Ci sembra un buon viatico di partenza spianare dubbi, ombre, incertezze, tentennamenti e timidezze su un passato del quale oggi si ricordano proprio i 100 anni, da quella Marcia su Roma che aprì le porte all’abisso di un ventennio italiano, in cui la libertà, la democrazia, l’eguaglianza, la giustizia non trovarono mai sede, mai luce e vennero insabbiate da un vortice incredibile e inspiegabile di violenza, soprusi inqualificabili fino a rendere nulla la dignità dei cittadini italiani e non italiani…a partire ovviamente non soltanto dalle legge razziali del 1938 ma dal 1922 in poi fino all’avvento della Resistenza, della Liberazione e della nascita della Repubblica. Spiace constatarlo ma da Giorgia Meloni nel suo discorso non abbiamo ascoltato un riferimento esplicito ed un richiamo doveroso al 1945 e al 1946, anni in cui si ricostruiva e si provava a far rinascere moralmente, civilmente, politicamente l’Italia ed il suo popolo libero, con orgoglio, passione e coraggio mattone dopo mattone, sacrificio dopo sacrificio, speranza dopo speranza.

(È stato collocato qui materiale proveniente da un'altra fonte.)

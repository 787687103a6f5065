use super::load_renderer;
use crate::cli::LintTemplatesArgs;
use crate::config::{self, FlagOverrides};
use crate::error::{CliError, Result};
use latticegen::engine::render::lint_template;

pub fn run(args: LintTemplatesArgs) -> Result<()> {
    let flags = FlagOverrides {
        template_dir: args.template_dir.clone(),
        ..Default::default()
    };
    let app = config::build_config(&args.config, &flags)?;

    match &app.template_dir {
        Some(dir) => println!("Linting templates in {}", dir.display()),
        None => println!("Linting built-in templates"),
    }
    let renderer = load_renderer(app.template_dir.as_deref())?;

    let mut total_issues = 0;
    for (name, template) in renderer.templates() {
        let issues = lint_template(template);
        if issues.is_empty() {
            println!("  ✓ {}", name);
            continue;
        }
        println!("  ✗ {} ({} issue(s))", name, issues.len());
        for issue in &issues {
            println!("      {}", issue);
        }
        total_issues += issues.len();
    }

    if total_issues > 0 {
        return Err(CliError::Validation(format!(
            "{} template issue(s) found",
            total_issues
        )));
    }
    Ok(())
}
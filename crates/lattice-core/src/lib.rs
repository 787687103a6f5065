//! # latticegen Core Library
//!
//! A library for turning declarative sphere/beam lattice definitions into validated,
//! ready-to-run finite-element jobs for the COMSOL solver.
//!
//! ## Architectural Philosophy
//!
//! The library is arranged in three layers with a strict dependency direction:
//!
//! - **[`core`]: The Foundation.** Stateless data models for lattices (`Geometry`,
//!   `CustomLatticeJob`), parameter paths, and the loader that turns a TOML job definition
//!   into those models after schema validation.
//!
//! - **[`engine`]: The Logic Core.** Pure transformations over the models: parametric
//!   expansion into parameter sets, geometry resolution under a parameter set, geometric
//!   validation, template rendering, and static checks of the rendered solver source.
//!
//! - **[`workflows`]: The Public API.** Ties `engine` and `core` together into the
//!   per-job generation pipeline and the batch study generator, owning every filesystem
//!   side effect of the library.

pub mod core;
pub mod engine;
pub mod workflows;
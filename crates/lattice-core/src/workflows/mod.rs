//! # Workflows Module
//!
//! The user-facing entry points of the library.
//!
//! - [`generate`] - Single-job and batch generation of solver jobs on disk
//! - [`validate`] - Geometry checks of every parameter set without writing anything
//!
//! Both share one resolution step: a parameter set is applied to a copy of the base
//! geometry, the copy is validated, and each fallback substituted for an unresolved
//! value is reported as an `unresolved_value` error of that job.

pub mod generate;
pub mod validate;
#[cfg(test)]
mod tests {
    use super::*;
    use std::io::Write;
    use tempfile::NamedTempFile;

    const VALID_JOB: &str = r#"
[job]
name = "Simple cubic"
description = "Two nodes and one strut"
unit-cell-size = [15.0, 15.0, 15.0]

[job.parametric.default]
"beam.thickness" = 0.2

[[job.parametric.sweeps]]
parameter = "sphere.radius"
values = [0.3, 0.4]

[geometry]
lattice-constant = 15.0

[[geometry.spheres]]
id = 1
position = [0.0, 0.0, 0.0]

[[geometry.spheres]]
id = 2
position = [1.0, 0.0, 0.0]
ratio = 0.8

[[geometry.beams]]
id = 10
endpoints = [1, 2]

[materials.steel]
youngs-modulus = 200e9
poissons-ratio = 0.3
density = 7850

[mesh]
size = 5

[study.strain]
delta = 0.01
steps = "0, 0.5, 1"
"#;

    fn schema_errors(content: &str) -> SchemaErrors {
        match TomlJobFile::parse_str(content) {
            Err(LoadError::Schema(errors)) => errors,
            other => panic!("expected schema errors, got {:?}", other),
        }
    }

    #[test]
    fn parses_valid_job() {
        let job = TomlJobFile::parse_str(VALID_JOB).unwrap();

        assert_eq!(job.job.name, "Simple cubic");
        assert_eq!(job.job.unit_cell_size, [15.0, 15.0, 15.0]);
        assert_eq!(job.geometry.spheres.len(), 2);
        assert_eq!(job.geometry.spheres[0].radius, None);
        assert_eq!(job.geometry.spheres[1].ratio, 0.8);
        assert_eq!(job.geometry.beams[0].endpoints, [SphereId(1), SphereId(2)]);
        assert_eq!(job.materials["steel"].name, "steel");
        assert_eq!(job.mesh.size, 5);
        assert_eq!(job.mesh.mesh_type, "FreeTri");
        assert!(job.study.boundary_conditions.fixed);
        assert!(job.study.boundary_conditions.copyface);
        assert_eq!(
            job.job.parametric.defaults[&ParameterPath::Global(ElementField::BeamThickness)],
            0.2
        );
        assert_eq!(
            job.job.parametric.sweeps[0].parameter,
            ParameterPath::Global(ElementField::SphereRadius)
        );
    }

    #[test]
    fn reads_job_from_path() {
        let mut file = NamedTempFile::new().unwrap();
        file.write_all(VALID_JOB.as_bytes()).unwrap();

        let job = TomlJobFile::read_from_path(file.path()).unwrap();
        assert_eq!(job.geometry.beams.len(), 1);
    }

    #[test]
    fn missing_file_is_io_error() {
        let result = TomlJobFile::read_from_path("/nonexistent/job.toml");
        assert!(matches!(result, Err(LoadError::Io(_))));
    }

    #[test]
    fn legacy_sweep_keys_are_appended_in_numeric_order() {
        let content = VALID_JOB.replace(
            "[geometry]\n",
            "[job.parametric.sweep2]\nparameter = \"beam.0.thickness\"\nvalues = [0.1]\n\n\
             [job.parametric.sweep1]\nparameter = \"sphere.1.ratio\"\nvalues = [0.5, 0.9]\n\n[geometry]\n",
        );
        let job = TomlJobFile::parse_str(&content).unwrap();
        let parameters: Vec<String> = job
            .job
            .parametric
            .sweeps
            .iter()
            .map(|s| s.parameter.to_string())
            .collect();
        assert_eq!(
            parameters,
            vec!["sphere.radius", "sphere.1.ratio", "beam.0.thickness"]
        );
    }

    #[test]
    fn unknown_parametric_key_is_rejected() {
        let content = VALID_JOB.replace("[geometry]\n", "[job.parametric.extra]\nx = 1\n\n[geometry]\n");
        let errors = schema_errors(&content);
        assert!(errors.contains_field("job.parametric.extra"));
    }

    #[test]
    fn unknown_top_level_field_is_a_parse_error() {
        let content = format!("{}\n[solver]\ncores = 4\n", VALID_JOB);
        assert!(matches!(
            TomlJobFile::parse_str(&content),
            Err(LoadError::Toml(_))
        ));
    }

    #[test]
    fn collects_every_schema_error() {
        let content = VALID_JOB
            .replace("poissons-ratio = 0.3", "poissons-ratio = 0.7")
            .replace("size = 5", "size = 12")
            .replace("endpoints = [1, 2]", "endpoints = [1, 1]");
        let errors = schema_errors(&content);

        assert_eq!(errors.len(), 3);
        assert!(errors.contains_field("materials.steel.poissons-ratio"));
        assert!(errors.contains_field("mesh.size"));
        assert!(errors.contains_field("geometry.beams[0].endpoints"));
    }

    #[test]
    fn rejects_duplicate_ids_and_missing_endpoints() {
        let content = VALID_JOB
            .replace("id = 2\n", "id = 1\n")
            .replace("endpoints = [1, 2]", "endpoints = [1, 3]");
        let errors = schema_errors(&content);

        assert!(errors.contains_field("geometry.spheres[1].id"));
        assert!(
            errors
                .iter()
                .any(|e| e.field == "geometry.beams[0].endpoints"
                    && e.message.contains("sphere 3 does not exist"))
        );
    }

    #[test]
    fn rejects_invalid_and_out_of_bounds_parameter_paths() {
        let content = VALID_JOB
            .replace("parameter = \"sphere.radius\"", "parameter = \"sphere.5.radius\"")
            .replace("\"beam.thickness\" = 0.2", "\"beam.width\" = 0.2");
        let errors = schema_errors(&content);

        assert!(errors.contains_field("job.parametric.sweeps[0].parameter"));
        assert!(errors.contains_field("job.parametric.default.\"beam.width\""));
    }

    #[test]
    fn rejects_empty_sweep_and_missing_materials() {
        let content = VALID_JOB
            .replace("values = [0.3, 0.4]", "values = []")
            .replace(
                "[materials.steel]\nyoungs-modulus = 200e9\npoissons-ratio = 0.3\ndensity = 7850\n",
                "",
            );
        let errors = schema_errors(&content);

        assert!(errors.contains_field("job.parametric.sweeps[0].values"));
        assert!(errors.contains_field("materials"));
    }

    #[test]
    fn summary_reports_counts() {
        let job = TomlJobFile::parse_str(VALID_JOB).unwrap();
        let summary = job_summary(&job);

        assert!(summary.contains("Job: Simple cubic"));
        assert!(summary.contains("Spheres: 2 (2 unresolved)"));
        assert!(summary.contains("Beams: 1 (1 unresolved)"));
        assert!(summary.contains("Parametric: 1 sweep(s), 2 job(s)"));
    }
}
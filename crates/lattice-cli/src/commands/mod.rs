pub mod check_code;
pub mod generate;
pub mod info;
pub mod lint;
pub mod validate;

use crate::error::{CliError, Result};
use latticegen::core::io::{toml_job::TomlJobFile, traits::JobDefinitionFile};
use latticegen::core::models::job::CustomLatticeJob;
use latticegen::engine::error::EngineError;
use latticegen::engine::render::PlaceholderRenderer;
use std::path::Path;
use tracing::info;

fn load_job(path: &Path) -> Result<CustomLatticeJob> {
    info!("Loading job definition from {:?}", path);
    TomlJobFile::read_from_path(path).map_err(|e| CliError::FileParsing {
        path: path.to_path_buf(),
        source: e.into(),
    })
}

fn load_renderer(template_dir: Option<&Path>) -> Result<PlaceholderRenderer> {
    match template_dir {
        Some(dir) => {
            info!("Loading templates from {:?}", dir);
            Ok(PlaceholderRenderer::from_dir(dir).map_err(EngineError::from)?)
        }
        None => Ok(PlaceholderRenderer::builtin()),
    }
}

/// Indents every line of a multi-line report for nesting under a headline.
fn indent(text: &str, prefix: &str) -> String {
    text.lines()
        .map(|line| format!("{}{}", prefix, line))
        .collect::<Vec<_>>()
        .join("\n")
}

fn format_parameters<'a>(parameters: impl IntoIterator<Item = (&'a String, &'a f64)>) -> String {
    parameters
        .into_iter()
        .map(|(name, value)| format!("{}={}", name, value))
        .collect::<Vec<_>>()
        .join(", ")
}

#[cfg(test)]
mod tests {
    use super::*;
    use std::collections::BTreeMap;
    use std::fs;
    use tempfile::tempdir;

    #[test]
    fn indent_prefixes_each_line() {
        assert_eq!(indent("a\nb", "  "), "  a\n  b");
    }

    #[test]
    fn parameters_are_listed_in_key_order() {
        let mut parameters = BTreeMap::new();
        parameters.insert("sphere.radius".to_string(), 0.4);
        parameters.insert("beam.thickness".to_string(), 0.1);
        assert_eq!(
            format_parameters(&parameters),
            "beam.thickness=0.1, sphere.radius=0.4"
        );
    }

    #[test]
    fn load_job_wraps_schema_errors_with_the_path() {
        let dir = tempdir().unwrap();
        let path = dir.path().join("job.toml");
        fs::write(&path, "[job]\nname = \"Broken\"\n").unwrap();

        let err = load_job(&path).unwrap_err();
        assert!(matches!(err, CliError::FileParsing { ref path, .. } if path.ends_with("job.toml")));
    }

    #[test]
    fn missing_template_dir_is_reported() {
        let dir = tempdir().unwrap();
        let err = load_renderer(Some(&dir.path().join("absent"))).unwrap_err();
        assert!(matches!(err, CliError::Core(EngineError::Render(_))));
    }
}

La premier ha parlato solo della funzione eroica dei giovani del Risorgimento, che il 17 marzo di 161 anni hanno concorso all’unificazione dell’Italia e siccome molti storici e politologi accostano o per meglio dire definiscono la Resistenza come un secondo Risorgimento, ci permettiamo di interpretare estensivamente il pensiero nascosto o dato per scontato di Giorgia Meloni sul valoroso contributo dei partigiani rossi e bianchi al raggiungimento della desiderata libertà.
Condividiamo -in conclusione- quella sua ventata di ottimismo e di opportuno pragmatismo che si regala dalle forti e illuminanti parole di un grande Pontefice -Giovanni Paolo II- che testualmente cita: “la libertà non consiste nel fare ciò che ci piace ma nell’avere il diritto di fare ciò che si deve”.
Ora spetta a lei Signor Presidente del Consiglio continuare a stravolgere tutti i pronostici, noi continueremo a restare liberi, curiosi, sempre vigili e fiduciosi di poter scrivere e raccontare pagine di successi, per il bene e per l’interesse esclusivo della nostra amata Nazione.